After a second successful year of helping the city’s homeless, the Hub of Hope closes for the season

THE MAN doesn't say how long he's been living on the streets with a gaping hole in his belly. He just tells the doctor that he doesn't have any colostomy bags, and hasn't had them for a while.

Dr. Bon Ku, tending to him behind a few plastic shower curtains, wastes no time. He gets on the phone and tells a colleague at Jefferson that he's sending "a gentleman" over for a few bags to hold him until his surgery in a few days.

"Thank you, Doc. Thank you," the man says when he leaves.

Outside, the movement of Suburban Station is a constant, sometimes dizzying, blur past the cramped, storefront few passers-by notice.

But to the hundreds of homeless that the Hub of Hope has connected to shelter, housing and treatment programs, it's a lifeline. Sometimes the only one they have.

In two years, the underground winter walk-in center has become a warm place for many of the station's chronically homeless to sit unbothered and unjudged.

A place to get a welcome cup of coffee, tepid, not hot. That's a necessary precaution so it's not used as a weapon, workers say.

And a place for those who want a one-stop shop for all the services needed to get off the streets - including desperately needed health care.

Dr. Ku, besides volunteering at the Hub, is an emergency room physician. He cares for many of the city's homeless, sometimes repeatedly, in the Jefferson ER.

"It's incredibly frustrating to discharge a homeless patient from the ER back to the street," he says. "We just haven't done a very good job at tackling homelessness."

For a few years, he's been pushing for a place for homeless patients who aren't sick enough to admit, but are too sick to recover on the streets. Unbelievably, Philadelphia doesn't have one, he and other health workers told me.

That's nuts. But also just one reason why the Hub is so vital to some of the city's most vulnerable. Staffed with case-management professionals, peer-recovery coaches and medical and behavioral-health professionals, the Hub is nothing short of salvation to people like 43-year-old Jamal Tinsley.

"Mr. Tinsley, how are those pants fitting?" Hub project coordinator Karen Orrick called out toward a room usually used for psychiatric evaluations. Every inch of the cramped Hub has a dual purpose.

"I dunno [long pause], maybe [longer pause] a little tight," said Tinsley. He's a big guy with boyish eyes, who lives in a nearby boarding house. He comes to the Hub nearly every day.

"I wish it could stay open all the time," he said.

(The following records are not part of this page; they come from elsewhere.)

//! The fixed starter layout every new filesystem is seeded with.

use super::FileNode;

/// Segments of the adventurer's home directory (the initial CWD).
pub const HOME_SEGMENTS: [&str; 2] = ["home", "adventurer"];

/// Build the starter tree.
pub fn starter_layout() -> FileNode {
    let adventurer = FileNode::dir()
        .with_child("notes.txt", FileNode::file("Welcome to ShellQuest!"))
        .with_child("tutorials", FileNode::dir())
        .with_child(
            "forest",
            FileNode::dir().with_child("trail.txt", FileNode::file("Watch the roots.")),
        )
        .with_child(
            "caves",
            FileNode::dir().with_child("echo.txt", FileNode::file("echo echo echo")),
        );

    FileNode::dir().with_child("home", FileNode::dir().with_child("adventurer", adventurer))
}
impl WebServer {
    /// Create a new web server
    pub fn new(
        cfg: WebServerConfig,
        tokens: Arc<dyn TokenStore>,
        launcher: Arc<dyn ProcessLauncher>,
        links: LinkCodec,
    ) -> Self {
        Self::with_clock(cfg, tokens, launcher, links, Arc::new(SystemClock))
    }

    /// Like [`WebServer::new`], reading time for the share-config slot from `clock`
    pub fn with_clock(
        cfg: WebServerConfig,
        tokens: Arc<dyn TokenStore>,
        launcher: Arc<dyn ProcessLauncher>,
        links: LinkCodec,
        clock: Arc<dyn Clock>,
    ) -> Self {
        Self {
            state: Arc::new(WebServerState {
                cfg,
                tokens,
                launcher,
                links,
                clock,
                share_config: Mutex::new(None),
            }),
        }
    }

    /// Create router
    pub fn router(&self) -> Router {
        Router::new()
            .route("/api/health", get(health_handler))
            .route("/api/get-ip", get(get_ip_handler))
            .route("/api/start-share", post(start_share_handler))
            .route("/api/start-novnc", post(start_novnc_handler))
            .route("/api/novnc-connect/:token", get(novnc_connect_handler))
            .route("/api/generate-link", post(generate_link_handler))
            .route("/api/use-link", post(use_link_handler))
            .route(
                "/api/share-config",
                get(get_share_config_handler).post(set_share_config_handler),
            )
            .fallback(not_found_handler)
            .layer(CorsLayer::new().allow_origin(Any).allow_methods(Any).allow_headers(Any))
            .layer(TraceLayer::new_for_http())
            .with_state(self.state.clone())
    }

    /// Start the web server
    pub async fn serve(self, addr: SocketAddr) -> anyhow::Result<()> {
        info!("DeskShare API listening on http://{}", addr);

        let listener = tokio::net::TcpListener::bind(addr).await?;
        axum::serve(listener, self.router()).await?;

        Ok(())
    }
}

// ============================================================================
// Handlers
// ============================================================================

async fn health_handler() -> impl IntoResponse {
    Json(serde_json::json!({
        "status": "ok",
        "version": deskshare_common::VERSION,
    }))
}

async fn get_ip_handler() -> Json<IpResponse> {
    let ip = netinfo::primary_ipv4().await;
    Json(IpResponse { ip: ip.to_string() })
}

async fn start_share_handler(
    State(state): State<Arc<WebServerState>>,
) -> ApiResult<Json<StartShareResponse>> {
    let password = generate_password(VNC_PASSWORD_LEN);
    let ips: Vec<String> = netinfo::local_ipv4s()
        .await
        .into_iter()
        .map(|ip| ip.to_string())
        .collect();
    let ip = ips
        .first()
        .cloned()
        .unwrap_or_else(|| netinfo::FALLBACK_IPV4.to_string());

    state
        .launcher
        .launch(&LaunchSpec::vnc_server(&state.cfg.vnc))?;
    info!("Share started on {} ({} addresses)", ip, ips.len());

    Ok(Json(StartShareResponse { ip, ips, password }))
}

async fn start_novnc_handler(
    State(state): State<Arc<WebServerState>>,
    headers: HeaderMap,
    payload: Option<Json<StartNovncRequest>>,
) -> ApiResult<Json<UrlResponse>> {
    let req = payload.map(|Json(req)| req).unwrap_or_default();
    let ip = required(req.ip, "ip")?;
    let password = required(req.password, "password")?;

    state.launch_bridge(&ip)?;
    let token = state.tokens.issue(&ip, &password);
    info!("Issued token for {} (expires {})", ip, token.expires_at);

    let url = format!(
        "{}?token={}",
        state.viewer_base(&request_host(&headers)),
        token.id
    );
    Ok(Json(UrlResponse { url }))
}

async fn novnc_connect_handler(
    State(state): State<Arc<WebServerState>>,
    Path(token): Path<String>,
    headers: HeaderMap,
) -> ApiResult<Json<ConnectionParams>> {
    let creds = state.tokens.redeem(&token)?;

    Ok(Json(ConnectionParams {
        host: request_host(&headers),
        port: state.cfg.bridge.listen_port.to_string(),
        password: creds.password,
        encrypt: state.encrypt_flag().to_string(),
        path: "/".to_string(),
        autoconnect: "1".to_string(),
    }))
}

async fn generate_link_handler(
    State(state): State<Arc<WebServerState>>,
    payload: Option<Json<GenerateLinkRequest>>,
) -> ApiResult<Json<LinkResponse>> {
    let req = payload.map(|Json(req)| req).unwrap_or_default();
    let mode = match req.mode {
        None | Some(serde_json::Value::Null) => ShareMode::default(),
        Some(value) => ShareMode::from_json(&value)?,
    };

    let ip = netinfo::primary_ipv4().await;
    info!("Generated {} link for {}", mode, ip);

    Ok(Json(LinkResponse {
        link: state.links.encode(&ip.to_string(), mode),
    }))
}
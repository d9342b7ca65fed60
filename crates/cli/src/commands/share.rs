//! Share Commands

use anyhow::Result;
use clap::{Args, Subcommand};

use crate::client::ApiClient;
use crate::output::{print_info, print_item, print_success, print_value, OutputFormat};

#[derive(Subcommand)]
pub enum ShareCommands {
    /// Start the VNC server and print its address and password
    Start,

    /// Launch a websockify bridge and print a token URL for it
    Bridge(BridgeArgs),

    /// Redeem a token for connection parameters
    Connect(ConnectArgs),

    /// Print this host's primary address
    Ip,
}

#[derive(Args)]
pub struct BridgeArgs {
    /// Address of the VNC server to bridge to
    #[arg(long)]
    pub ip: String,

    /// VNC password
    #[arg(long, env = "DESKSHARE_VNC_PASSWORD")]
    pub password: String,

    /// Open the viewer URL in a browser
    #[arg(short, long)]
    pub open: bool,
}

#[derive(Args)]
pub struct ConnectArgs {
    /// Token from a viewer URL
    pub token: String,
}

pub async fn execute(cmd: ShareCommands, client: ApiClient, format: OutputFormat) -> Result<()> {
    match cmd {
        ShareCommands::Start => {
            let info = client.start_share().await?;
            if matches!(format, OutputFormat::Table) {
                print_success("VNC server started");
            }
            print_item(&info, format);
        }
        ShareCommands::Bridge(args) => {
            let url = client.start_novnc(&args.ip, &args.password).await?;
            print_value("url", &url, format);
            if args.open {
                super::open_in_browser(&url)?;
            } else if matches!(format, OutputFormat::Table) {
                print_info("Token is valid for 24 hours by default");
            }
        }
        ShareCommands::Connect(args) => {
            let params = client.connect(&args.token).await?;
            print_item(&params, format);
        }
        ShareCommands::Ip => {
            let ip = client.get_ip().await?;
            print_value("ip", &ip, format);
        }
    }

    Ok(())
}
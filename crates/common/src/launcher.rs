//! External process launching
//!
//! Starts the VNC server and the websockify bridge. Launches are
//! fire-and-forget: the caller gets a [`LaunchHandle`] or a
//! [`Error::ProcessLaunch`], and a detached task reaps the child and logs how
//! it exited. Nothing restarts a process that dies.

use serde::{Deserialize, Serialize};
use std::path::PathBuf;
use std::process::Stdio;
use tokio::process::Command;
use tracing::{debug, info, warn};

use crate::{Error, Result};

/// Program and arguments for one external process
#[derive(Debug, Clone, PartialEq, Eq)]
pub struct LaunchSpec {
    pub program: String,
    pub args: Vec<String>,
}

impl LaunchSpec {
    pub fn new(program: impl Into<String>, args: Vec<String>) -> Self {
        Self {
            program: program.into(),
            args,
        }
    }

    /// VNC server command
    pub fn vnc_server(settings: &VncServerSettings) -> Self {
        Self::new(settings.binary.clone(), settings.args.clone())
    }

    /// websockify command bridging `bridge.listen_port` to `target_ip:vnc_port`
    ///
    /// `target_ip` ends up as a positional argument, so anything websockify
    /// could read as an option or split into several words is rejected.
    pub fn bridge(bridge: &BridgeSettings, target_ip: &str, vnc_port: u16) -> Result<Self> {
        if target_ip.is_empty()
            || target_ip.starts_with('-')
            || target_ip.chars().any(|c| c.is_whitespace() || c.is_control())
        {
            return Err(Error::InvalidParameter(format!(
                "ip: {:?} is not a usable address",
                target_ip
            )));
        }

        let mut args = Vec::new();
        if let Some(cert) = &bridge.cert {
            args.push(format!("--cert={}", cert.display()));
        }
        if let Some(key) = &bridge.key {
            args.push(format!("--key={}", key.display()));
        }
        args.push(bridge.listen_port.to_string());
        args.push(format!("{}:{}", target_ip, vnc_port));
        Ok(Self::new(bridge.binary.clone(), args))
    }

    pub fn command_line(&self) -> String {
        std::iter::once(self.program.as_str())
            .chain(self.args.iter().map(String::as_str))
            .collect::<Vec<_>>()
            .join(" ")
    }
}

/// Opaque handle to a launched process
#[derive(Debug, Clone, PartialEq, Eq, Serialize, Deserialize)]
pub struct LaunchHandle {
    pub program: String,
    pub pid: Option<u32>,
}

/// Something that can start external processes
pub trait ProcessLauncher: Send + Sync {
    fn launch(&self, spec: &LaunchSpec) -> Result<LaunchHandle>;
}

/// Launcher that spawns real OS processes
#[derive(Debug, Clone, Copy, Default)]
pub struct SystemLauncher;

impl ProcessLauncher for SystemLauncher {
    fn launch(&self, spec: &LaunchSpec) -> Result<LaunchHandle> {
        debug!("Launching: {}", spec.command_line());

        let mut child = Command::new(&spec.program)
            .args(&spec.args)
            .stdin(Stdio::null())
            .spawn()
            .map_err(|e| Error::ProcessLaunch {
                program: spec.program.clone(),
                message: e.to_string(),
            })?;

        let pid = child.id();
        info!("Started {} (pid {:?})", spec.program, pid);

        let program = spec.program.clone();
        tokio::spawn(async move {
            match child.wait().await {
                Ok(status) if status.success() => info!("{} exited", program),
                Ok(status) => warn!("{} exited with {}", program, status),
                Err(e) => warn!("Failed to wait for {}: {}", program, e),
            }
        });

        Ok(LaunchHandle {
            program: spec.program.clone(),
            pid,
        })
    }
}

/// VNC server settings
#[derive(Debug, Clone, Serialize, Deserialize)]
#[serde(default)]
pub struct VncServerSettings {
    /// VNC server binary
    pub binary: String,

    /// Arguments passed to the binary
    pub args: Vec<String>,

    /// Port the VNC server listens on
    pub port: u16,
}

impl Default for VncServerSettings {
    fn default() -> Self {
        Self {
            binary: "tvnserver".to_string(),
            args: vec!["-run".to_string()],
            port: 5900,
        }
    }
}

/// websockify bridge settings
#[derive(Debug, Clone, Serialize, Deserialize)]
#[serde(default)]
pub struct BridgeSettings {
    /// websockify binary
    pub binary: String,

    /// WebSocket port the bridge listens on
    pub listen_port: u16,

    /// TLS certificate handed to the bridge
    pub cert: Option<PathBuf>,

    /// TLS key handed to the bridge
    pub key: Option<PathBuf>,
}

impl Default for BridgeSettings {
    fn default() -> Self {
        Self {
            binary: "websockify".to_string(),
            listen_port: 8085,
            cert: Some(PathBuf::from("cert.pem")),
            key: Some(PathBuf::from("key.pem")),
        }
    }
}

I'm with Mr. Tinsley. There are lots of organizations throughout the city working with the homeless. Many work in collaboration with the Hub, a partnership between Project HOME and numerous city and nonprofit agencies. But it doesn't take long to see the gap that the Hub has filled, if just for a few winter months.

Every night I visited, the cramped quarters were packed. One night a dreadlocked man slept on a red plastic chair in a corner while case workers at desks steps away talked with others about housing options.

Another night, an elderly woman said she'd been locked out of the room where she usually slept. Don't worry, reassured a case worker, they'd find her a place. The woman breathed an audible sigh.

Steps away, a man who said his name was Dave sat patiently with a cup of coffee and a newspaper while he and several others waited for a medical exam. The exam is required for a homeless person to be eligible for permanent housing.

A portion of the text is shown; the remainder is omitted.